Imagen: Elisabeth Walraven/Wikimedia Commons.
Imagen: Elisabeth Walraven/Wikimedia Commons.

Volviendo casi tan atrás como sea posible con las plantas superiores, ahora tenemos un notable uso de exudados derivados de plantas que representa el equivalente fitopalaentológico de buscar una aguja en un pajar. Pero uno que, casualmente y sin darse cuenta, ha creado una nueva rama incipiente de la botánica. Esta es la revelación que tiene al mundo fósil un poco agitado: ámbar - un exudado fosilizado de los árboles - ha sido encontrado por Ryan McKellar et al (Ciencias:) para albergar plumas y 'protoplumas' de 80 millones de años. Se cree que la mezcla de fragmentos de plumas prehistóricas proviene tanto de pájaros primitivos como de dinosaurios no aviares y se conserva con exquisito detalle. Curiosamente, los fascinantes hallazgos de fósiles provienen de muestras de ámbar en el Museo Royal Tyrrell en el sur de Alberta.

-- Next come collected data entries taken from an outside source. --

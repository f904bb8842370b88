use derive_more::Display;
use serde::Serialize;
use std::fmt;
use thiserror::Error as ThisError;

///
/// ErrorKind
///
/// Setup errors describe a malformed annotation setup (bad meta-annotation
/// chains, serializers without the required supertype, missing start
/// destinations, unmappable argument types).
/// Validation errors describe an assembled model that breaks a navigation
/// invariant (unknown deep link arguments, duplicate default graphs, ...).
///

#[derive(Clone, Copy, Debug, Display, Eq, PartialEq, Serialize)]
pub enum ErrorKind {
    #[display("setup")]
    Setup,

    #[display("validation")]
    Validation,
}

///
/// NavError
///
/// A fatal processing error tied to the declaration that caused it.
///

#[derive(Clone, Debug, Eq, PartialEq, Serialize, ThisError)]
#[error("{kind} error in '{declaration}': {message}")]
pub struct NavError {
    pub kind: ErrorKind,
    pub declaration: String,
    pub message: String,
}

impl NavError {
    pub fn new(kind: ErrorKind, declaration: impl Into<String>, message: impl Into<String>) -> Self {
        Self {
            kind,
            declaration: declaration.into(),
            message: message.into(),
        }
    }

    /// Construct a setup (configuration) error.
    pub fn setup(declaration: impl Into<String>, message: impl Into<String>) -> Self {
        Self::new(ErrorKind::Setup, declaration, message)
    }

    /// Construct a model validation error.
    pub fn validation(declaration: impl Into<String>, message: impl Into<String>) -> Self {
        Self::new(ErrorKind::Validation, declaration, message)
    }

    #[must_use]
    pub const fn is_setup(&self) -> bool {
        matches!(self.kind, ErrorKind::Setup)
    }

    #[must_use]
    pub const fn is_validation(&self) -> bool {
        matches!(self.kind, ErrorKind::Validation)
    }
}

///
/// ErrorTree
///
/// Collects every violation found by a validation pass so the whole set is
/// reported at once.
///

#[derive(Clone, Debug, Default, Eq, PartialEq, Serialize)]
pub struct ErrorTree {
    errors: Vec<NavError>,
}

impl ErrorTree {
    #[must_use]
    pub const fn new() -> Self {
        Self { errors: Vec::new() }
    }

    pub fn add(&mut self, err: impl Into<NavError>) {
        self.errors.push(err.into());
    }

    pub fn merge(&mut self, other: Self) {
        self.errors.extend(other.errors);
    }

    #[must_use]
    pub const fn is_empty(&self) -> bool {
        self.errors.is_empty()
    }

    #[must_use]
    pub const fn len(&self) -> usize {
        self.errors.len()
    }

    #[must_use]
    pub fn errors(&self) -> &[NavError] {
        &self.errors
    }

    /// True if any collected error mentions `needle` in its message.
    #[must_use]
    pub fn mentions(&self, needle: &str) -> bool {
        self.errors.iter().any(|e| e.message.contains(needle))
    }

    pub fn result(self) -> Result<(), Self> {
        if self.errors.is_empty() {
            Ok(())
        } else {
            Err(self)
        }
    }
}

impl fmt::Display for ErrorTree {
    fn fmt(&self, f: &mut fmt::Formatter<'_>) -> fmt::Result {
        for (i, err) in self.errors.iter().enumerate() {
            if i > 0 {
                writeln!(f)?;
            }
            write!(f, "{err}")?;
        }

        Ok(())
    }
}

impl std::error::Error for ErrorTree {}

impl From<NavError> for ErrorTree {
    fn from(err: NavError) -> Self {
        Self { errors: vec![err] }
    }
}

// err
// push a validation error for a declaration onto an ErrorTree
#[macro_export]
macro_rules! err {
    ($errs:expr, $decl:expr, $($arg:tt)*) => {
        $errs.add($crate::error::NavError::validation($decl, format!($($arg)*)))
    };
}

#[cfg(test)]
mod tests {
    use super::*;

    #[test]
    fn empty_tree_is_ok() {
        assert!(ErrorTree::new().result().is_ok());
    }

    #[test]
    fn err_macro_records_validation_error() {
        let mut errs = ErrorTree::new();
        err!(errs, "app.Screen", "unknown argument '{}'", "userId");

        let err = errs.result().expect_err("tree with one error must fail");
        assert_eq!(err.len(), 1);
        assert!(err.errors()[0].is_validation());
        assert_eq!(
            err.to_string(),
            "validation error in 'app.Screen': unknown argument 'userId'"
        );
    }
}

Pero, lo que es aún más interesante, y ciertamente por casualidad, McKellar (un paleontólogo de invertebrados) aparentemente estaba buscando avispas envueltas en ámbar cuando se topó con el plumas. Todo lo cual suena bastante Crichton-esque para mí. Pero, si te estás preguntando cuál es la diferencia entre el trabajo de Kellar y el de Crichton, uno tiene vuelos de fantasía y el otro tiene vuelos de fantasía.